§ Required action:
Across the listing below, how many lines have the word "cell" in them? Provide only the number.

§ Extracted material:

//! Pure functions turning raw measures into visual encodings.

use serde::Serialize;
use snow_core::config::{PercentPalette, StrokeColors};

pub use snow_core::record::parse_amount as to_amount;

/// Round to the nearest half unit (0.5").
pub fn round_to_half_unit(value: f64) -> f64 {
    if !value.is_finite() {
        return 0.0;
    }
    (value * 2.0).round() / 2.0
}

/// Snowfall bucket used for bar coloring.
///
/// Bucket edges are closed on the upper side: exactly 2" is `Low`,
/// exactly 6" is `Mid`, exactly 10" is `High`.
#[derive(Debug, Clone, Copy, PartialEq, Eq, PartialOrd, Ord, Hash, Serialize)]
#[serde(rename_all = "snake_case")]
pub enum SnowBucket {
    Zero,
    Low,
    Mid,
    High,
    VeryHigh,
}

impl SnowBucket {
    /// CSS class for the bar fill.
    pub fn class(self) -> &'static str {
        match self {
            SnowBucket::Zero => "snow-0",
            SnowBucket::Low => "snow-1-2",
            SnowBucket::Mid => "snow-3-6",
            SnowBucket::High => "snow-7-10",
            SnowBucket::VeryHigh => "snow-10-plus",
        }
    }

    /// Fill color for renderers without the stylesheet.
    pub fn color(self) -> &'static str {
        match self {
            SnowBucket::Zero => "#ECEFF1",
            SnowBucket::Low => "#BBDEFB",
            SnowBucket::Mid => "#64B5F6",
            SnowBucket::High => "#1E88E5",
            SnowBucket::VeryHigh => "#5E35B1",
        }
    }
}

pub fn bucket_for_amount(value: f64) -> SnowBucket {
    let amount = round_to_half_unit(value);
    if amount <= 0.0 {
        SnowBucket::Zero
    } else if amount <= 2.0 {
        SnowBucket::Low
    } else if amount <= 6.0 {
        SnowBucket::Mid
    } else if amount <= 10.0 {
        SnowBucket::High
    } else {
        SnowBucket::VeryHigh
    }
}

/// Bar fill height in percent on a log scale, so a dusting stays visible
/// and a dump doesn't flatten everything else. `max` fills the bar.
pub fn scaled_height(value: f64, max: f64) -> f64 {
    let amount = round_to_half_unit(value);
    if amount <= 0.0 {
        return 0.0;
    }
    if max <= 0.0 {
        return 100.0;
    }
    let scaled = amount.ln_1p() / max.ln_1p();
    scaled.min(1.0) * 100.0
}

/// Marker diameter for a resort with `total` trails, interpolated linearly
/// over the trail domain and clamped to the size range.
pub fn marker_size(total: f64, domain_min: f64, domain_max: f64, size_min: f64, size_max: f64) -> f64 {
    if !(total > 0.0) {
        return size_min;
    }
    let span = domain_max - domain_min;
    if span <= 0.0 {
        return if total >= domain_max { size_max } else { size_min };
    }
    let normalized = (total - domain_min) / span;
    let size = size_min + normalized * (size_max - size_min);
    size.clamp(size_min, size_max)
}

/// True when a status cell reads "closed" in any case.
pub fn is_closed(status: &str) -> bool {
    status.trim().eq_ignore_ascii_case("closed")
}

/// True when a status cell reads "open" in any case.
pub fn is_open(status: &str) -> bool {
    status.trim().eq_ignore_ascii_case("open")
}

/// Marker fill for a terrain-open percentage.
pub fn color_for_percentage<'a>(pct: f64, status: &str, palette: &'a PercentPalette) -> &'a str {
    if is_closed(status) || pct == 0.0 {
        return &palette.closed;
    }
    palette
        .thresholds
        .iter()
        .position(|t| pct < *t)
        .and_then(|i| palette.colors.get(i))
        .or_else(|| palette.colors.last())
        .map(String::as_str)
        .unwrap_or(palette.closed.as_str())
}

/// Marker outline: open resorts get the light stroke, everything else the dark one.
pub fn stroke_for_status<'a>(status: &str, stroke: &'a StrokeColors) -> &'a str {
    if is_open(status) {
        &stroke.open
    } else {
        &stroke.closed
    }
}

/// "3" for whole amounts, "2.5" for halves.
pub fn format_amount(value: f64) -> String {
    let amount = round_to_half_unit(value);
    if amount == 0.0 {
        return "0".to_string();
    }
    if amount.fract() == 0.0 {
        format!("{:.0}", amount)
    } else {
        format!("{:.1}", amount)
    }
}

#[cfg(test)]
mod tests {
    use super::*;
    use snow_core::config::{PalettePreset, PercentPalette, StrokeColors};

    fn samples() -> Vec<f64> {
        (-40..=160).map(|i| i as f64 * 0.13).collect()
    }

    #[test]
    fn test_round_to_half_unit() {
        for x in samples() {
            let r = round_to_half_unit(x);
            assert_eq!((r * 2.0).fract(), 0.0, "{} is not a half unit", r);
            assert!((r - x).abs() <= 0.25 + 1e-9, "{} -> {}", x, r);
        }
        assert_eq!(round_to_half_unit(2.3), 2.5);
        assert_eq!(round_to_half_unit(2.2), 2.0);
        assert_eq!(round_to_half_unit(f64::NAN), 0.0);
    }

    #[test]
    fn test_to_amount_coerces() {
        assert_eq!(to_amount("3.5"), 3.5);
        assert_eq!(to_amount(" 4 "), 4.0);
        assert_eq!(to_amount("N/A"), 0.0);
        assert_eq!(to_amount(""), 0.0);
    }

    #[test]
    fn test_bucket_for_amount() {
        assert_eq!(bucket_for_amount(0.0), SnowBucket::Zero);
        assert_eq!(bucket_for_amount(0.2), SnowBucket::Zero);
        assert_eq!(bucket_for_amount(2.0), SnowBucket::Low);
        assert_eq!(bucket_for_amount(2.5), SnowBucket::Mid);
        assert_eq!(bucket_for_amount(6.0), SnowBucket::Mid);
        assert_eq!(bucket_for_amount(10.0), SnowBucket::High);
        assert_eq!(bucket_for_amount(11.0), SnowBucket::VeryHigh);
        assert_eq!(bucket_for_amount(-3.0), SnowBucket::Zero);
        assert_eq!(SnowBucket::VeryHigh.class(), "snow-10-plus");
    }

    #[test]
    fn test_bucket_is_monotonic() {
        let mut last = SnowBucket::Zero;
        for x in samples() {
            let bucket = bucket_for_amount(x);
            assert!(bucket >= last, "bucket dropped at {}", x);
            last = bucket;
        }
    }

    #[test]
    fn test_scaled_height() {
        assert_eq!(scaled_height(0.0, 10.0), 0.0);
        assert!((scaled_height(10.0, 10.0) - 100.0).abs() < 1e-9);
        assert_eq!(scaled_height(40.0, 10.0), 100.0);
        assert_eq!(scaled_height(3.0, 0.0), 100.0);
        let one = scaled_height(1.0, 10.0);
        assert!(one > 25.0 && one < 35.0, "log scale keeps small amounts visible: {}", one);

        let mut last = 0.0;
        for x in samples() {
            let h = scaled_height(x, 10.0);
            assert!(h >= last, "height dropped at {}", x);
            last = h;
        }
    }

    #[test]
    fn test_marker_size() {
        assert_eq!(marker_size(0.0, 7.0, 277.0, 12.0, 36.0), 12.0);
        assert_eq!(marker_size(277.0, 7.0, 277.0, 12.0, 36.0), 36.0);
        assert_eq!(marker_size(7.0, 7.0, 277.0, 12.0, 36.0), 12.0);
        assert_eq!(marker_size(3.0, 7.0, 277.0, 12.0, 36.0), 12.0);
        assert_eq!(marker_size(900.0, 7.0, 277.0, 12.0, 36.0), 36.0);
        assert!((marker_size(142.0, 7.0, 277.0, 12.0, 36.0) - 24.0).abs() < 1e-9);

        let mut last = 0.0;
        for trails in 0..400 {
            let size = marker_size(trails as f64, 7.0, 277.0, 12.0, 36.0);
            assert!(size >= last);
            assert!((12.0..=36.0).contains(&size));
            last = size;
        }
    }

    #[test]
    fn test_marker_size_degenerate_domain() {
        assert_eq!(marker_size(50.0, 50.0, 50.0, 10.0, 20.0), 20.0);
        assert_eq!(marker_size(10.0, 50.0, 50.0, 10.0, 20.0), 10.0);
    }

    #[test]
    fn test_color_for_percentage() {
        let palette = PercentPalette::preset(PalettePreset::Greens);
        assert_eq!(color_for_percentage(62.0, "Closed", &palette), "#BDBDBD");
        assert_eq!(color_for_percentage(0.0, "Open", &palette), "#BDBDBD");
        assert_eq!(color_for_percentage(3.0, "Open", &palette), "#90CAF9");
        assert_eq!(color_for_percentage(5.0, "Open", &palette), "#66BB6A");
        assert_eq!(color_for_percentage(24.9, "Open", &palette), "#66BB6A");
        assert_eq!(color_for_percentage(25.0, "Open", &palette), "#43A047");
        assert_eq!(color_for_percentage(62.0, "Open", &palette), "#2E7D32");
        assert_eq!(color_for_percentage(100.0, "open", &palette), "#2E7D32");
    }

    #[test]
    fn test_stroke_for_status() {
        let stroke = StrokeColors::default();
        assert_eq!(stroke_for_status("Open", &stroke), "#F5F5F5");
        assert_eq!(stroke_for_status("Closed", &stroke), "#424242");
        assert_eq!(stroke_for_status("", &stroke), "#424242");
    }

    #[test]
    fn test_format_amount() {
        assert_eq!(format_amount(3.0), "3");
        assert_eq!(format_amount(2.5), "2.5");
        assert_eq!(format_amount(2.3), "2.5");
        assert_eq!(format_amount(0.1), "0");
        assert_eq!(format_amount(12.74), "12.5");
    }
}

§ Solution to the problem:
2